The Cat With Jade Eyes







Giallo straight from a gutter in Italy, “The Cat With Jade Eyes” is a movie crafted in the stereotypical murder mystery fashion; a gloved killer strikes, an amateur investigation ensures, a dark and terrible secret is revealed at the end.  It is Argento-lite for the gore elite; while the story beats remain roughly the same from one giallo to the next it is the style and atmosphere that typically set them apart; not to mention the craftiness and complexity behind the murder set pieces.  Argento crafts murder sequences that are often unique and visually stunning in their own right, often tying in with the thematic elements of the rest of the film.  “The Cat With Jade Eyes” offers strangulations by shower heads and a women who gets burned and drowned in her own beef stroganoff for the showpiece kill of the movie.  Other victims get the traditional throat slit or a pharmacist hammer to the back of the head; whenever the killer strikes the death blow we are treated to a quick image of animal eyes outlined with a furry face, perhaps offering the only explanation for the title.  If there is any common theme to the murders it is that they all have seemingly nothing in common, they all seem to be functioning under a different modus operati.

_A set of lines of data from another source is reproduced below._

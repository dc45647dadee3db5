use std::rc::Rc;

use leptos::Portal as LeptosPortal;
use overlay_host_web::WebOverlayHost;
use overlay_runtime::{
    CloseReason, DispatchOutcome, ModalCoordinator, ModalIds, ModalOptions, PortalLayer,
    PortalLease, PortalManager,
};
use serde_json::json;
use style_system::presets::{
    self, modal_body_style, modal_content_style, modal_transition_style, modal_wrapper_style,
    MODAL_TRANSITION_MS,
};
use style_system::{ColorMode, ModalTransition, ScrollBehavior, ThemeProps};

use super::*;
use crate::style::{class_list, use_style_class};
use crate::theme::use_theme;

fn stacking_style(z_index: i32) -> String {
    format!("z-index: {z_index};")
}

#[component]
/// Renders children into a body-level node stacked above earlier portals.
///
/// Without a document (or when `id` is already taken) children render in place.
pub fn Portal(
    /// Node id; the next layer id (`ui-portal-<n>`) when omitted.
    #[prop(optional, into)]
    id: Option<String>,
    children: ChildrenFn,
) -> impl IntoView {
    let portals = use_theme().portals;
    let Some(layer) = portals.try_update_value(PortalManager::push) else {
        return children().into_view();
    };
    let PortalLayer {
        id: layer_id,
        z_index,
        ..
    } = layer;
    let node_id = id.unwrap_or_else(|| layer_id.clone());
    let lease = PortalLease::acquire(&WebOverlayHost, &node_id);
    let mount = lease.as_ref().map(|lease| lease.node().clone());
    let lease = store_value(lease);
    on_cleanup(move || {
        lease.try_update_value(Option::take);
        portals.try_update_value(|manager| manager.release(&layer_id));
    });

    match mount {
        Some(mount) => {
            if let Err(err) = mount.set_attribute("style", &stacking_style(z_index)) {
                logging::warn!("portal stacking failed: {err:?}");
            }
            view! { <LeptosPortal mount=mount>{children()}</LeptosPortal> }.into_view()
        }
        None => {
            logging::warn!("portal node `{node_id}` unavailable; rendering in place");
            children().into_view()
        }
    }
}

#[derive(Clone, Copy)]
/// Wiring shared by a [`Modal`] and its parts.
pub struct ModalHandle {
    coordinator: StoredValue<ModalCoordinator<WebOverlayHost>>,
    ids: StoredValue<ModalIds>,
    on_close: Option<Callback<CloseReason>>,
    portal: RwSignal<Option<web_sys::Element>>,
    z_index: RwSignal<i32>,
    layer: StoredValue<Option<PortalLayer>>,
    portals: StoredValue<PortalManager>,
    color_mode: RwSignal<ColorMode>,
    size: StoredValue<Option<String>>,
    is_centered: bool,
    scroll_behavior: ScrollBehavior,
    transition: ModalTransition,
    transition_ms: u32,
    initial_focus: StoredValue<Option<String>>,
    final_focus: StoredValue<Option<String>>,
}

impl ModalHandle {
    /// Content, header, body, and portal ids.
    pub fn ids(&self) -> ModalIds {
        self.ids.get_value()
    }

    /// Whether the coordinator currently holds the modal open.
    pub fn is_open(&self) -> bool {
        self.coordinator
            .try_with_value(ModalCoordinator::is_open)
            .unwrap_or(false)
    }

    /// Closes immediately and notifies `on_close` with [`CloseReason::Programmatic`].
    pub fn close(&self) {
        self.portal.set(None);
        let outcome = self
            .coordinator
            .try_update_value(ModalCoordinator::close)
            .unwrap_or_default();
        self.release_layer();
        self.forward(outcome);
    }

    /// Preset inputs for the modal parts.
    pub fn theme_props(&self) -> ThemeProps {
        ThemeProps {
            color_mode: self.color_mode.get(),
            size: self.size.get_value(),
            ..ThemeProps::default()
        }
    }

    fn has_header(&self) -> bool {
        self.coordinator
            .try_with_value(|coordinator| coordinator.options().has_header)
            .unwrap_or(true)
    }

    fn sync_open(self, open: bool) {
        if open {
            if let Some(layer) = self.portals.try_update_value(PortalManager::push) {
                self.z_index.set(layer.z_index);
                self.layer.set_value(Some(layer));
            }
            let result = self.coordinator.try_update_value(|coordinator| {
                let outcome = coordinator.set_open(true);
                (outcome, coordinator.portal_node().cloned())
            });
            let Some((outcome, node)) = result else {
                return;
            };
            if let Err(err) = outcome {
                logging::warn!("modal open rolled back: {err}");
                self.release_layer();
                self.portal.set(None);
                return;
            }
            self.portal.set(node);
            return;
        }

        self.portal.set(None);
        let final_focus = self
            .final_focus
            .get_value()
            .and_then(|id| WebOverlayHost.element_by_id(&id));
        self.coordinator.update_value(|coordinator| {
            coordinator.set_final_focus(final_focus);
            if let Err(err) = coordinator.set_open(false) {
                logging::warn!("modal close incomplete: {err}");
            }
        });
        self.release_layer();
    }

    fn content_mounted(self, content: web_sys::Element) {
        let initial_focus = self
            .initial_focus
            .get_value()
            .and_then(|id| WebOverlayHost.element_by_id(&id));
        self.coordinator.update_value(|coordinator| {
            coordinator.set_initial_focus(initial_focus);
            if let Err(err) = coordinator.content_mounted(content) {
                logging::warn!("modal content mount ignored: {err}");
            }
        });
    }

    fn key_down(self, ev: &web_sys::KeyboardEvent) {
        let outcome = self
            .coordinator
            .try_update_value(|coordinator| coordinator.key_down(&ev.key(), ev.shift_key()))
            .unwrap_or_default();
        if outcome.focus_moved {
            ev.prevent_default();
        }
        if outcome.close_requested.is_some() {
            ev.stop_propagation();
        }
        self.forward(outcome);
    }

    fn overlay_click(self) {
        let outcome = self
            .coordinator
            .try_update_value(ModalCoordinator::overlay_click)
            .unwrap_or_default();
        self.forward(outcome);
    }

    fn close_button(self) {
        let outcome = self
            .coordinator
            .try_update_value(ModalCoordinator::close_button)
            .unwrap_or_default();
        self.forward(outcome);
    }

    fn release_layer(&self) {
        if let Some(Some(layer)) = self.layer.try_update_value(Option::take) {
            self.portals
                .try_update_value(|manager| manager.release(&layer.id));
        }
    }

    fn forward(&self, outcome: DispatchOutcome) {
        if let (Some(reason), Some(on_close)) = (outcome.close_requested, self.on_close) {
            on_close.call(reason);
        }
    }
}

#[component]
/// Dialog rendered into a portal while `is_open` holds.
///
/// Escape, backdrop clicks, and the close button only request a close through `on_close`; the
/// owner decides by clearing `is_open`.
pub fn Modal<F, IV>(
    #[prop(into)] is_open: MaybeSignal<bool>,
    #[prop(optional)] on_close: Option<Callback<CloseReason>>,
    #[prop(optional, into)] id: Option<String>,
    /// DOM id of the element focused when the content mounts.
    #[prop(optional, into)]
    initial_focus: Option<String>,
    /// DOM id of the element focused after closing.
    #[prop(optional, into)]
    final_focus: Option<String>,
    #[prop(default = true)] block_scroll_on_mount: bool,
    #[prop(default = true)] close_on_esc: bool,
    #[prop(default = true)] close_on_overlay_click: bool,
    #[prop(default = true)] return_focus_on_close: bool,
    #[prop(default = true)] use_inert: bool,
    #[prop(default = true)] has_header: bool,
    #[prop(optional, into)] size: Option<String>,
    #[prop(optional)] is_centered: bool,
    #[prop(optional)] scroll_behavior: ScrollBehavior,
    /// Enter motion for the content.
    #[prop(optional)]
    transition: ModalTransition,
    #[prop(default = MODAL_TRANSITION_MS)] transition_duration: u32,
    children: F,
) -> impl IntoView
where
    F: Fn(ModalHandle) -> IV + 'static,
    IV: IntoView + 'static,
{
    let theme = use_theme();
    let options = ModalOptions {
        block_scroll_on_mount,
        close_on_esc,
        close_on_overlay_click,
        return_focus_on_close,
        use_inert,
        has_header,
    };
    let ids = ModalIds::new(id.as_deref());
    let handle = ModalHandle {
        coordinator: store_value(ModalCoordinator::new(
            WebOverlayHost,
            options,
            ids.clone(),
        )),
        ids: store_value(ids),
        on_close,
        portal: create_rw_signal(None),
        z_index: create_rw_signal(overlay_runtime::PORTAL_BASE_Z_INDEX),
        layer: store_value(None),
        portals: theme.portals,
        color_mode: theme.color_mode,
        size: store_value(size),
        is_centered,
        scroll_behavior,
        transition,
        transition_ms: transition_duration,
        initial_focus: store_value(initial_focus),
        final_focus: store_value(final_focus),
    };

    create_effect(move |previous: Option<bool>| {
        let open = is_open.get();
        if previous.unwrap_or(false) != open {
            handle.sync_open(open);
        }
        open
    });
    on_cleanup(move || {
        handle.coordinator.try_update_value(ModalCoordinator::close);
        handle.release_layer();
    });

    let children = Rc::new(children);
    move || {
        handle.portal.get().map(|mount| {
            let children = Rc::clone(&children);
            view! { <LeptosPortal mount=mount>{children(handle)}</LeptosPortal> }
        })
    }
}

#[component]
/// Fixed full-viewport backdrop.
pub fn ModalOverlay(
    handle: ModalHandle,
    #[prop(optional, into)] sx: MaybeSignal<StyleObject>,
) -> impl IntoView {
    let generated = use_style_class(move || {
        with_sx(presets::modal().part(&handle.theme_props(), "Overlay"), sx.get())
    });
    view! {
        <div
            class=move || class_list("ui-modal-overlay", &generated.get())
            style=move || stacking_style(handle.z_index.get())
            aria-hidden="true"
            data-ui-primitive="true"
            data-ui-kind="modal-overlay"
        ></div>
    }
}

“The Cat With Jade Eyes” fails as anything but a nonsensical soap opera giallo with some sexist leanings and a heady handed use of coincidences and common acquaintances to push the plot along.  The story begins with the murder of a pharmacist.  A dancer that stopped at the pharmacy after the murder and heard the killer’s synthesized voice may offer the only solid clue to the murderer’s identity.  She finds herself being stalked by a shadowy figure and turns to her on again, off again boy fiend to help.  His name is Lukas, he likes expensive cigars (they make many references to his fondness of stogies throughout the film) and is a sound engineer/musician hipster or something.  It’s not really clear what he really does, only that he has a swagger and gets casually wrapped up in a murder investigation, cause why not?  He ends up figuring out the victim’s all had something to do with a murder trial held a few years back, gets tripped up on a few glaring red herrings, but ends up finding out incredibly that it somehow had all to do with Nazis and the war, although it all seems very pigeon holed into the story.  Where other movies might have something to say about the conflict this one seems fine with letting any commentary lie in the hearts of the viewers, and as soon as the revelations come to light everything is wrapped up without any reaction from the protagonist or main characters.


Although I loved the aesthetic 70’s era quality of the film I find it somewhat of a chore to sit through.  Several times during the long, seemingly drawn out investigation held by Lukas I felt my head bob to my chest, threatening me with a sitting nap.  It didn’t seem like the story was very well thought out, it followed a lot of dead ends and when there is some breakthrough it was through happen stance or coincidence, only rarely through any logical connection or by examining clues.  The murder scenes only seemed to have a few high octane moments to raise the pulse.